All influenza viruses were propagated in MDCK cells and specific pathogen-free (SPF) embryonated chicken eggs. Monolayers of MDCK cells were washed with phosphate-buffered saline (PBS) and incubated with the respective virus at a multiplicity of infection (MOI) of 0.001 at 37°C. After 1 hour, the inoculum was aspirated, cells were washed twice and incubated at 37°C with DMEM without serum supplemented with tosylsulfonyl phenylalanyl chloromethyl ketone (TPCK)-treated trypsin (1 μg/ml; Worthington Biomedical Corporation, Lakewood, NJ). 48 hr postinfection (p.i.) virus was recovered from supernatants.

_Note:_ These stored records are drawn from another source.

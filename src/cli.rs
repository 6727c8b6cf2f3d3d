//! Command-line interface argument parsing.
//!
//! This module handles all CLI argument parsing using clap,
//! including validation and default values.

use clap::Parser;
use std::path::PathBuf;

/// VitalReport - health sensor data analysis
///
/// Reads a sensor CSV export, computes averages and abnormal-reading
/// counts, and writes a plain-text report.
///
/// Examples:
///   vitalreport
///   vitalreport --input readings.csv --output out/report.txt
///   vitalreport --input readings.csv --format json --print
///   vitalreport --init-config
#[derive(Parser, Debug, Clone)]
#[command(author, version, about, long_about = None)]
#[command(propagate_version = true)]
pub struct Args {
    /// Sensor CSV file to analyze
    ///
    /// Defaults to `health_data.csv`, or the value from .vitalreport.toml.
    #[arg(short, long, value_name = "FILE")]
    pub input: Option<PathBuf>,

    /// Output file path for the report
    ///
    /// The parent directory must already exist.
    #[arg(short, long, value_name = "FILE")]
    pub output: Option<PathBuf>,

    /// Path to configuration file
    ///
    /// If not specified, looks for .vitalreport.toml in the current directory
    #[arg(short, long, value_name = "FILE")]
    pub config: Option<PathBuf>,

    /// Output format (text, json)
    #[arg(long, value_name = "FORMAT")]
    pub format: Option<OutputFormat>,

    /// Also print the report to standard output
    #[arg(long)]
    pub print: bool,

    /// Enable verbose logging output
    #[arg(short, long)]
    pub verbose: bool,

    /// Run in quiet mode (minimal output)
    #[arg(short, long)]
    pub quiet: bool,

    /// Generate a default .vitalreport.toml configuration file
    #[arg(long)]
    pub init_config: bool,
}

/// Output format for the report.
#[derive(
    Debug, Clone, Copy, PartialEq, Eq, Default, clap::ValueEnum, serde::Serialize, serde::Deserialize,
)]
#[serde(rename_all = "lowercase")]
pub enum OutputFormat {
    /// Plain text (default)
    #[default]
    Text,
    /// JSON format
    Json,
}

impl Args {
    /// Parse command-line arguments.
    pub fn parse_args() -> Self {
        Self::parse()
    }

    /// Validate the parsed arguments.
    pub fn validate(&self) -> Result<(), String> {
        // Skip validation for --init-config
        if self.init_config {
            return Ok(());
        }

        // Check for conflicting options
        if self.verbose && self.quiet {
            return Err("Cannot use both --verbose and --quiet".to_string());
        }

        if let Some(ref input) = self.input {
            if input.is_dir() {
                return Err(format!("Input path is a directory: {}", input.display()));
            }
        }

        if let Some(ref output) = self.output {
            if output.is_dir() {
                return Err(format!("Output path is a directory: {}", output.display()));
            }
        }

        Ok(())
    }

    /// Returns the log level based on verbosity settings.
    pub fn log_level(&self) -> tracing::Level {
        if self.quiet {
            tracing::Level::ERROR
        } else if self.verbose {
            tracing::Level::DEBUG
        } else {
            tracing::Level::INFO
        }
    }
}

#[cfg(test)]
mod tests {
    use super::*;

    fn make_args() -> Args {
        Args {
            input: Some(PathBuf::from("health_data.csv")),
            output: Some(PathBuf::from("output/analysis_report.txt")),
            config: None,
            format: None,
            print: false,
            verbose: false,
            quiet: false,
            init_config: false,
        }
    }

    #[test]
    fn test_parse_defaults() {
        let args = Args::try_parse_from(["vitalreport"]).unwrap();
        assert!(args.input.is_none());
        assert!(args.output.is_none());
        assert!(args.format.is_none());
        assert!(!args.print);
    }

    #[test]
    fn test_parse_flags() {
        let args = Args::try_parse_from([
            "vitalreport",
            "-i",
            "data.csv",
            "-o",
            "out.txt",
            "--format",
            "json",
            "--print",
        ])
        .unwrap();
        assert_eq!(args.input, Some(PathBuf::from("data.csv")));
        assert_eq!(args.output, Some(PathBuf::from("out.txt")));
        assert_eq!(args.format, Some(OutputFormat::Json));
        assert!(args.print);
    }

    #[test]
    fn test_validation_conflicting_options() {
        let mut args = make_args();
        args.verbose = true;
        args.quiet = true;
        assert!(args.validate().is_err());
    }

    #[test]
    fn test_validation_output_directory() {
        let dir = tempfile::tempdir().unwrap();
        let mut args = make_args();
        args.output = Some(dir.path().to_path_buf());
        assert!(args.validate().is_err());
    }

    #[test]
    fn test_log_level() {
        let mut args = make_args();
        assert_eq!(args.log_level(), tracing::Level::INFO);

        args.verbose = true;
        assert_eq!(args.log_level(), tracing::Level::DEBUG);

        args.verbose = false;
        args.quiet = true;
        assert_eq!(args.log_level(), tracing::Level::ERROR);
    }
}
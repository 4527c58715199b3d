//! Episode title derivation.
//!
//! Titles are extracted from the variant group's file structure: a group of
//! files under a common directory is named after that directory, a single
//! file after its stem. When the files yield nothing usable the title falls
//! back to the source URL.

use once_cell::sync::Lazy;
use regex_lite::Regex;

static SEPARATORS: Lazy<Regex> = Lazy::new(|| Regex::new(r"[_\.]+").unwrap());
static WHITESPACE: Lazy<Regex> = Lazy::new(|| Regex::new(r"\s+").unwrap());

/// Derive a title for a variant group, falling back to the source URL.
pub fn derive_title(variants: &[String], source_url: &str) -> String {
    if let Some(title) = title_from_variants(variants) {
        return title;
    }
    title_from_url(source_url)
}

/// Structured title extraction from the group's file paths.
fn title_from_variants(variants: &[String]) -> Option<String> {
    match variants {
        [] => None,
        [single] => clean(file_stem(single)),
        many => {
            if let Some(dir) = common_directory(many) {
                if let Some(title) = clean(&dir) {
                    return Some(title);
                }
            }
            // No shared directory: try the shared filename prefix.
            let stems: Vec<&str> = many.iter().map(|path| file_stem(path)).collect();
            let prefix = common_prefix(&stems);
            clean(prefix.trim_end_matches(|c: char| {
                c.is_ascii_digit() || c == '-' || c == ' ' || c == '_' || c == '.'
            }))
        }
    }
}

/// Derive a title from the source URL: the magnet display name if present,
/// otherwise the last path segment, otherwise the host.
fn title_from_url(source_url: &str) -> String {
    if source_url.starts_with("magnet:") {
        return magnet_display_name(source_url)
            .and_then(|name| clean(&name))
            .unwrap_or_else(|| "Untitled".to_string());
    }

    let without_query = source_url.split(['?', '#']).next().unwrap_or("");
    let last_segment = without_query
        .trim_end_matches('/')
        .rsplit('/')
        .next()
        .unwrap_or("");
    if !last_segment.is_empty() && !last_segment.contains(':') {
        if let Some(title) = clean(file_stem(last_segment)) {
            return title;
        }
    }

    let host = without_query
        .trim_start_matches("http://")
        .trim_start_matches("https://")
        .split('/')
        .next()
        .unwrap_or("");
    clean(host).unwrap_or_else(|| "Untitled".to_string())
}

/// Extract the `dn` (display name) parameter from a magnet link.
fn magnet_display_name(url: &str) -> Option<String> {
    let query = url.strip_prefix("magnet:?")?;
    for param in query.split('&') {
        if let Some(value) = param.strip_prefix("dn=") {
            return urlencoding::decode(value)
                .ok()
                .map(|decoded| decoded.replace('+', " "));
        }
    }
    None
}

/// Deepest directory shared by every path, as a display name.
fn common_directory(paths: &[String]) -> Option<String> {
    let split: Vec<Vec<&str>> = paths
        .iter()
        .map(|path| {
            let mut components: Vec<&str> = path.split('/').collect();
            components.pop(); // drop the file name
            components
        })
        .collect();

    let first = split.first()?;
    let mut depth = first.len();
    for components in &split[1..] {
        depth = depth
            .min(components.len())
            .min(
                first
                    .iter()
                    .zip(components.iter())
                    .take_while(|(a, b)| a == b)
                    .count(),
            );
    }

    if depth == 0 {
        return None;
    }
    first.get(depth - 1).map(|dir| dir.to_string())
}

/// Longest common prefix of a set of strings.
fn common_prefix<'a>(values: &[&'a str]) -> &'a str {
    let Some(first) = values.first() else {
        return "";
    };
    let mut len = first.len();
    for value in &values[1..] {
        len = len.min(
            first
                .bytes()
                .zip(value.bytes())
                .take_while(|(a, b)| a == b)
                .count(),
        );
    }
    // Stay on a char boundary.
    while len > 0 && !first.is_char_boundary(len) {
        len -= 1;
    }
    &first[..len]
}

/// File name without its extension.
fn file_stem(path: &str) -> &str {
    let name = path.rsplit('/').next().unwrap_or(path);
    match name.rfind('.') {
        Some(idx) if idx > 0 => &name[..idx],
        _ => name,
    }
}

/// Normalize separators and whitespace. Returns None for empty results.
fn clean(raw: &str) -> Option<String> {
    let spaced = SEPARATORS.replace_all(raw, " ");
    let collapsed = WHITESPACE.replace_all(&spaced, " ");
    let trimmed = collapsed.trim();
    if trimmed.is_empty() {
        None
    } else {
        Some(trimmed.to_string())
    }
}

#[cfg(test)]
mod tests {
    use super::*;

    fn strings(values: &[&str]) -> Vec<String> {
        values.iter().map(|v| v.to_string()).collect()
    }

    #[test]
    fn test_group_under_common_directory_uses_directory_name() {
        let variants = strings(&["Show/Ep 01/part1.mp3", "Show/Ep 01/part2.mp3"]);
        assert_eq!(derive_title(&variants, "magnet:?xt=x"), "Ep 01");
    }

    #[test]
    fn test_single_file_uses_stem() {
        let variants = strings(&["Show/My_Great_Episode.mp3"]);
        assert_eq!(derive_title(&variants, "magnet:?xt=x"), "My Great Episode");
    }

    #[test]
    fn test_dots_and_underscores_become_spaces() {
        let variants = strings(&["The.Daily.Show_2024/episode.mp3"]);
        assert_eq!(derive_title(&variants, ""), "episode");
    }

    #[test]
    fn test_shared_filename_prefix_without_directory() {
        let variants = strings(&["Interview part 1.mp3", "Interview part 2.mp3"]);
        assert_eq!(derive_title(&variants, ""), "Interview part");
    }

    #[test]
    fn test_magnet_display_name_fallback() {
        // Completely disjoint file names give no structure to extract.
        let variants = strings(&["aaa.mp3", "zzz.mp3"]);
        let url = "magnet:?xt=urn:btih:abc&dn=Cool%20Show%20S01";
        assert_eq!(derive_title(&variants, url), "Cool Show S01");
    }

    #[test]
    fn test_plain_url_fallback_uses_last_segment() {
        assert_eq!(
            derive_title(&[], "https://cdn.example.com/shows/night_talk.mp3?t=1"),
            "night talk"
        );
    }

    #[test]
    fn test_url_fallback_without_path_segment() {
        assert_eq!(derive_title(&[], "https://example.com/"), "example");
    }

    #[test]
    fn test_magnet_without_display_name_gives_untitled() {
        assert_eq!(derive_title(&[], "magnet:?xt=urn:btih:abc"), "Untitled");
    }

    #[test]
    fn test_everything_empty_gives_untitled() {
        assert_eq!(derive_title(&[], ""), "Untitled");
    }

    #[test]
    fn test_common_prefix_stays_on_char_boundary() {
        let values = ["épisode un", "épisodé deux"];
        let prefix = common_prefix(&values);
        assert!(prefix.starts_with("épisod"));
    }
}
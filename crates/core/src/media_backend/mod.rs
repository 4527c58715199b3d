//! Remote media processing backend client.

mod http;
mod types;

pub use http::HttpMediaBackend;
pub use types::{CreateJobRequest, MediaBackend, MediaBackendError, RemoteJobState};
//! Episode, feed and publication model plus repository backends.

mod sqlite_store;
mod store;
mod types;

pub use sqlite_store::SqliteRepository;
pub use store::{Repository, RepositoryError, RepositoryOps};
pub use types::{
    Episode, EpisodeStatus, Feed, ProcessingMode, Publication, DEFAULT_FEED_ID,
};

For SPF eggs, 0.2 ml stock influenza virus at 1x10³ TCID₅₀ was injected into 11-day-old SPF fertile chicken eggs. The eggs were incubated in a stationary incubator at 35°C. After 72 hr incubation, eggs were cooled at -20°C for 30 min, then clear allantoic fluid was collected. For viral titration, plaque assays were performed as described [60 (link)]. Briefly, 1.2 × 10⁶ MDCK cells/ml were plated in 6-well plates. MDCK cells were washed twice with DMEM without serum, then serial dilutions of virus were adsorbed onto cells for 1 hr. Cells were then covered with DMEM 2×Avicel RC591 NF mix (FMC Biopolymer, Philadelphia, PA) supplemented with TPCK-treated trypsin (1 μg/ml). Crystal violet staining was performed 72 hr p.i., and visible plaques were counted.